TASK TO CARRY OUT:
Somewhere below is a line with "fixed bounding box." and, later, a line with "for bucket in"; repeat those two lines and all the lines between them, exactly as they are.

DATA PROVIDED:
//! Run configuration.
//!
//! One `Options` record per run, covering both the file paths a scenario loads from and
//! the tunables that shape stepper/harness behavior. Grouped as a single `serde`-
//! deserializable struct, threaded through `Engine`/`Harness` as a plain owned value —
//! no global resource table to stash it in.

use std::path::PathBuf;

use serde::{Deserialize, Serialize};

use crate::error::{ConfigError, ConfigResult};
use crate::ids::Meters;

fn default_time_multiplier() -> u32 {
    1
}

fn default_vehicle_speed() -> Meters {
    10
}

fn default_matching_period() -> u64 {
    30
}

fn default_gps_timing() -> u64 {
    1
}

/// Run options: input/output paths plus the knobs that shape a run.
#[derive(Debug, Clone, Serialize, Deserialize)]
pub struct Options {
    pub path_to_roadnet: PathBuf,
    pub path_to_edges: PathBuf,
    #[serde(default)]
    pub path_to_gtree: Option<PathBuf>,
    pub path_to_problem: PathBuf,
    #[serde(default)]
    pub path_to_solution: Option<PathBuf>,
    #[serde(default)]
    pub path_to_dataout: Option<PathBuf>,

    /// Ticks of simulation time per real second.
    #[serde(default = "default_time_multiplier")]
    pub time_multiplier: u32,
    /// Meters a vehicle covers per tick.
    #[serde(default = "default_vehicle_speed")]
    pub vehicle_speed: Meters,
    /// Ticks after release before an unmatched, unassigned customer is canceled.
    #[serde(default = "default_matching_period")]
    pub matching_period: u64,
    /// Reject commits whose new route cost grows beyond `STRICT_MODE_COST_MULTIPLIER`
    /// times the pre-commit cost.
    #[serde(default)]
    pub strict_mode: bool,
    /// All trips release at tick 0, ignoring their `early` field.
    #[serde(default)]
    pub static_mode: bool,
    /// Ticks between telemetry (`V` log line) writes for a given vehicle.
    #[serde(default = "default_gps_timing")]
    pub gps_timing: u64,
}

impl Options {
    pub fn validate(&self) -> ConfigResult<()> {
        if self.path_to_roadnet.as_os_str().is_empty() {
            return Err(ConfigError::MissingField("path_to_roadnet"));
        }
        if self.path_to_edges.as_os_str().is_empty() {
            return Err(ConfigError::MissingField("path_to_edges"));
        }
        if self.path_to_problem.as_os_str().is_empty() {
            return Err(ConfigError::MissingField("path_to_problem"));
        }
        if self.vehicle_speed <= 0 {
            return Err(ConfigError::InvalidValue {
                field: "vehicle_speed",
                reason: "must be positive".into(),
            });
        }
        if self.time_multiplier == 0 {
            return Err(ConfigError::InvalidValue {
                field: "time_multiplier",
                reason: "must be at least 1".into(),
            });
        }
        Ok(())
    }
}

#[cfg(test)]
mod tests {
    use super::*;

    fn base() -> Options {
        Options {
            path_to_roadnet: "net.rnet".into(),
            path_to_edges: "net.edges".into(),
            path_to_gtree: None,
            path_to_problem: "prob.instance".into(),
            path_to_solution: None,
            path_to_dataout: None,
            time_multiplier: 1,
            vehicle_speed: 10,
            matching_period: 30,
            strict_mode: false,
            static_mode: false,
            gps_timing: 1,
        }
    }

    #[test]
    fn rejects_zero_speed() {
        let mut opts = base();
        opts.vehicle_speed = 0;
        assert!(opts.validate().is_err());
    }

    #[test]
    fn accepts_defaults() {
        assert!(base().validate().is_ok());
    }

    #[test]
    fn rejects_empty_roadnet_path() {
        let mut opts = base();
        opts.path_to_roadnet = "".into();
        assert!(matches!(opts.validate(), Err(ConfigError::MissingField("path_to_roadnet"))));
    }
}
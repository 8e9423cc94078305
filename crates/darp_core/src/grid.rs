//! Uniform spatial grid over vehicle locations, for fast "vehicles near here" queries.
//!
//! Grounded in `original_source/include/libcargo/grid.h`: an `n x n` array of buckets
//! spanning the network's bounding box, hashed by `(hash_x, hash_y)`. The original uses
//! a hierarchical tree (`G-tree`) for path distances and this flat grid only for the
//! coarse candidate search that precedes calling into it — same division of labor here,
//! with [`GtreeOracle`](crate::network::GtreeOracle) standing in for the tree.

use std::collections::HashMap;

use crate::ids::VehlId;
use crate::network::haversine_m;
use crate::trip::Point;

/// A square `n x n` bucket grid over a fixed bounding box.
pub struct Grid {
    min: Point,
    max: Point,
    n: usize,
    cell_w: f64,
    cell_h: f64,
    buckets: Vec<Vec<VehlId>>,
    positions: HashMap<VehlId, Point>,
}

impl Grid {
    /// `n` buckets per side (total grid size is `n * n`), spanning `bounds`.
    pub fn new(n: usize, bounds: (Point, Point)) -> Self {
        let n = n.max(1);
        let (min, max) = bounds;
        let cell_w = ((max.lng - min.lng) / n as f64).max(f64::EPSILON);
        let cell_h = ((max.lat - min.lat) / n as f64).max(f64::EPSILON);
        Self {
            min,
            max,
            n,
            cell_w,
            cell_h,
            buckets: vec![Vec::new(); n * n],
            positions: HashMap::new(),
        }
    }

    fn hash_x(&self, p: Point) -> usize {
        (((p.lng - self.min.lng) / self.cell_w) as isize)
            .clamp(0, self.n as isize - 1) as usize
    }

    fn hash_y(&self, p: Point) -> usize {
        (((p.lat - self.min.lat) / self.cell_h) as isize)
            .clamp(0, self.n as isize - 1) as usize
    }

    fn hash(&self, p: Point) -> usize {
        self.hash_y(p) * self.n + self.hash_x(p)
    }

    /// Remove every vehicle from the grid, without changing its bucket layout.
    pub fn clear(&mut self) {
        for bucket in &mut self.buckets {
            bucket.clear();
        }
        self.positions.clear();
    }

    /// Place (or move) a vehicle at `loc`. Idempotent: re-inserting the same id moves it.
    pub fn insert(&mut self, id: VehlId, loc: Point) {
        if let Some(&old) = self.positions.get(&id) {
            let old_bucket = self.hash(old);
            self.buckets[old_bucket].retain(|&v| v != id);
        }
        let bucket = self.hash(loc);
        self.buckets[bucket].push(id);
        self.positions.insert(id, loc);
    }

    pub fn remove(&mut self, id: VehlId) {
        if let Some(loc) = self.positions.remove(&id) {
            let bucket = self.hash(loc);
            self.buckets[bucket].retain(|&v| v != id);
        }
    }

    /// All vehicle ids whose straight-line distance to `center` is at most `radius_m`.
    /// Searches outward bucket rings until the ring's near edge exceeds `radius_m`, then
    /// filters the collected candidates with an exact haversine check.
    pub fn within_about(&self, radius_m: f64, center: Point) -> Vec<VehlId> {
        let cx = self.hash_x(center) as isize;
        let cy = self.hash_y(center) as isize;
        let cell_span_m = haversine_m(
            Point { lng: self.min.lng, lat: self.min.lat },
            Point {
                lng: self.min.lng + self.cell_w,
                lat: self.min.lat + self.cell_h,
            },
        )
        .max(1.0);
        let ring_budget = (radius_m / cell_span_m).ceil() as isize + 1;

        let mut seen = Vec::new();
        for ring in 0..=ring_budget {
            let mut any_in_bounds = false;
            for dy in -ring..=ring {
                for dx in -ring..=ring {
                    if dx.abs() != ring && dy.abs() != ring {
                        continue; // only the ring's perimeter, interior already visited
                    }
                    let (x, y) = (cx + dx, cy + dy);
                    if x < 0 || y < 0 || x >= self.n as isize || y >= self.n as isize {
                        continue;
                    }
                    any_in_bounds = true;
                    let bucket = y as usize * self.n + x as usize;
                    for &id in &self.buckets[bucket] {
                        if let Some(&p) = self.positions.get(&id) {
                            if haversine_m(center, p) <= radius_m {
                                seen.push(id);
                            }
                        }
                    }
                }
            }
            if !any_in_bounds && ring > 0 {
                break;
            }
        }
        seen.sort_by_key(|id| id.get());
        seen.dedup();
        seen
    }

    pub fn bounds(&self) -> (Point, Point) {
        (self.min, self.max)
    }
}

REPLY TO THE EXERCISE:
/// A square `n x n` bucket grid over a fixed bounding box.
pub struct Grid {
    min: Point,
    max: Point,
    n: usize,
    cell_w: f64,
    cell_h: f64,
    buckets: Vec<Vec<VehlId>>,
    positions: HashMap<VehlId, Point>,
}

impl Grid {
    /// `n` buckets per side (total grid size is `n * n`), spanning `bounds`.
    pub fn new(n: usize, bounds: (Point, Point)) -> Self {
        let n = n.max(1);
        let (min, max) = bounds;
        let cell_w = ((max.lng - min.lng) / n as f64).max(f64::EPSILON);
        let cell_h = ((max.lat - min.lat) / n as f64).max(f64::EPSILON);
        Self {
            min,
            max,
            n,
            cell_w,
            cell_h,
            buckets: vec![Vec::new(); n * n],
            positions: HashMap::new(),
        }
    }

    fn hash_x(&self, p: Point) -> usize {
        (((p.lng - self.min.lng) / self.cell_w) as isize)
            .clamp(0, self.n as isize - 1) as usize
    }

    fn hash_y(&self, p: Point) -> usize {
        (((p.lat - self.min.lat) / self.cell_h) as isize)
            .clamp(0, self.n as isize - 1) as usize
    }

    fn hash(&self, p: Point) -> usize {
        self.hash_y(p) * self.n + self.hash_x(p)
    }

    /// Remove every vehicle from the grid, without changing its bucket layout.
    pub fn clear(&mut self) {
        for bucket in &mut self.buckets {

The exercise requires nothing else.